Hardware captured 62.4% of 2024 sales thanks to ongoing purchases of millions of tags, readers, and ceiling-mounted beacons. Even so, services are pacing ahead with a 25.6% CAGR as hospitals pivot from capital expense toward managed outcomes. Under subscription agreements, vendors guarantee uptime, firmware currency, and regulatory-ready audit logs, freeing IT teams to focus on patient-facing initiatives. The healthcare asset management market size tied to services is forecast to reach USD 32.6 billion by 2030, pointing to a maturation cycle where infrastructure becomes ubiquitous and differentiation shifts to consultative optimisation.
Professional and managed services also address the hardest obstacles-change management, systems integration, and cybersecurity accreditation-that no amount of shelf hardware alone can solve. Service contracts typically bundle remote device health checks, algorithm updates, and compliance documentation generation, costs that spread evenly across multi-year terms and match reimbursement cycles. Hospitals increasingly justify deals by showing that avoided nursing overtime, faster bed turnover, and reduced device rentals offset monthly subscription fees.
Healthcare Asset Management Market is Segmented by Technology (RFID, Real-Time Location Systems, and More), Component (Hardware, Software, and Services), Application (Equipment and Device Tracking, Inventory/Supply-Chain Management, and More), End-User (Hospitals and Clinics, Laboratories and Diagnostic Centers, and More), and Geography. The Market Forecasts are Provided in Terms of Value (USD).

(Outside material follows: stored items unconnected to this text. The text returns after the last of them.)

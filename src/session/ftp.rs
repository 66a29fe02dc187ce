//! [`Session`] backed by a live FTP control connection.

use std::cell::RefCell;
use std::io::Read;

use ftp::FtpStream;
use ftp::types::FileType;
use tracing::{debug, info};

use super::{BlockCallback, CallbackReader, DirectoryOps, Session, forward_blocks, split_command};
use crate::config::ServerProfile;
use crate::error::{Error, Result};
use crate::transfer::DEFAULT_BLOCK_SIZE;

fn remote_err(e: ftp::FtpError) -> Error {
    Error::Remote(e.to_string())
}

pub struct FtpSession {
    stream: Option<FtpStream>,
    block_size: usize,
}

impl FtpSession {
    /// Connect, log in and switch the session to binary mode.
    pub fn connect(profile: &ServerProfile) -> Result<Self> {
        profile.validate()?;
        info!(
            "Creating FTP session: {}@{}",
            profile.username,
            profile.host_port()
        );

        let mut stream = FtpStream::connect(profile.host_port()).map_err(remote_err)?;
        stream
            .login(&profile.username, &profile.password)
            .map_err(remote_err)?;
        stream.transfer_type(FileType::Binary).map_err(remote_err)?;

        Ok(Self {
            stream: Some(stream),
            block_size: DEFAULT_BLOCK_SIZE,
        })
    }

    pub fn with_block_size(mut self, block_size: usize) -> Self {
        self.block_size = block_size.max(1);
        self
    }

    fn stream(&mut self) -> Result<&mut FtpStream> {
        self.stream
            .as_mut()
            .ok_or_else(|| Error::Remote("FTP session is closed".to_string()))
    }
}

impl DirectoryOps for FtpSession {
    fn change_directory(&mut self, path: &str) -> Result<()> {
        debug!("FTP CWD {}", path);
        self.stream()?.cwd(path).map_err(remote_err)
    }

    fn make_directory(&mut self, path: &str) -> Result<()> {
        debug!("FTP MKD {}", path);
        self.stream()?.mkdir(path).map_err(remote_err)
    }
}

impl Session for FtpSession {
    fn remove_directory(&mut self, path: &str) -> Result<()> {
        self.stream()?.rmdir(path).map_err(remote_err)
    }

    fn delete(&mut self, path: &str) -> Result<()> {
        self.stream()?.rm(path).map_err(remote_err)
    }

    fn rename(&mut self, from: &str, to: &str) -> Result<()> {
        self.stream()?.rename(from, to).map_err(remote_err)
    }

    fn size(&mut self, path: &str) -> Result<u64> {
        self.stream()?
            .size(path)
            .map_err(remote_err)?
            .map(|size| size as u64)
            .ok_or_else(|| Error::Remote(format!("Server did not report a size for {path}")))
    }

    fn send_binary(
        &mut self,
        command: &str,
        reader: &mut dyn Read,
        on_block: Option<BlockCallback<'_>>,
    ) -> Result<()> {
        let (verb, name) = split_command(command)?;
        if verb != "STOR" {
            return Err(Error::Validation(format!("Unsupported upload command: {verb}")));
        }
        debug!("FTP STOR {}", name);
        let mut reader = CallbackReader::new(reader, on_block);
        self.stream()?.put(name, &mut reader).map_err(remote_err)
    }

    fn receive_binary(&mut self, command: &str, on_block: BlockCallback<'_>) -> Result<()> {
        let (verb, path) = split_command(command)?;
        if verb != "RETR" {
            return Err(Error::Validation(format!("Unsupported download command: {verb}")));
        }
        debug!("FTP RETR {}", path);
        let block_size = self.block_size;
        // `retr` wants an `Fn` reader, the callback is `FnMut`.
        let on_block = RefCell::new(on_block);
        let received = self
            .stream()?
            .retr(path, |reader| {
                let mut on_block = on_block.borrow_mut();
                forward_blocks(reader, block_size, &mut **on_block)
                    .map_err(ftp::FtpError::ConnectionError)
            })
            .map_err(remote_err)?;
        debug!("FTP RETR {} done ({} bytes)", path, received);
        Ok(())
    }

    fn list_names(&mut self, path: &str) -> Result<Vec<String>> {
        self.stream()?.nlst(Some(path)).map_err(remote_err)
    }

    fn list_raw(&mut self, path: &str, on_line: &mut dyn FnMut(&str)) -> Result<()> {
        for line in self.stream()?.list(Some(path)).map_err(remote_err)? {
            on_line(&line);
        }
        Ok(())
    }

    fn present_working_directory(&mut self) -> Result<String> {
        self.stream()?.pwd().map_err(remote_err)
    }

    fn quit(&mut self) -> Result<()> {
        let result = self.stream()?.quit().map_err(remote_err);
        if result.is_ok() {
            self.stream = None;
        }
        result
    }

    fn close(&mut self) -> Result<()> {
        // Dropping the stream shuts the control socket.
        self.stream.take();
        Ok(())
    }
}

#[cfg(test)]
mod tests {
    use super::*;

    #[test]
    #[ignore = "requires a running ftp server"]
    fn test_connect_local_server() {
        let profile = ServerProfile::new(
            "local".to_string(),
            "127.0.0.1".to_string(),
            2121,
            "ftpuser".to_string(),
            "ftppass".to_string(),
        );
        let mut session = FtpSession::connect(&profile).unwrap();
        let mut lines = Vec::new();
        session
            .list_raw(".", &mut |line| lines.push(line.to_string()))
            .unwrap();
        println!("listing: {:?}", lines);
        session.quit().unwrap();
    }
}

North America held 37.8% of 2024 revenue, sustained by the United States' comprehensive serialisation law, a mature EHR backbone, and rising incidents of medical device cyber threats that favour integrated, secure platforms. Canadian provinces are adopting similar policies, while Mexican private-sector hospitals invest in asset tracking to retain medical tourists and satisfy U.S. insurer audits. Government reimbursement models that penalise safety lapses make traceability a board-level metric, further supporting healthcare asset management market adoption across the region.
Asia-Pacific is the fastest-growing area with a 22.5% CAGR expected through 2030. Public-hospital construction programmes in China, India, and Southeast Asia enable greenfield deployments that skip legacy bar-code steps and implement RFID-RTLS convergence from day one. Many of these facilities integrate asset management with national digital-health clouds, allowing real-time drug authentication across regional supply chains. As capital investment aligns with universal health-coverage goals, vendors report multi-year master contracts covering hundreds of new hospitals.
Europe shows steady uptake led by the EU-MDR mandate, EUDAMED database roll-outs, and national sustainability targets that favour lifecycle optimisation. Germany and the United Kingdom drive early deployments, but funding mechanisms in Eastern Europe are catching up as structural funds emphasise digital transformation. Cybersecurity expectations anchored in GDPR elevate demand for on-premises or hybrid clouds with local data residency, nudging platform suppliers to broaden configuration options. With Brexit adding customs complexity for cross-channel medical trade, British providers rely on traceability to avoid port delays and product waste.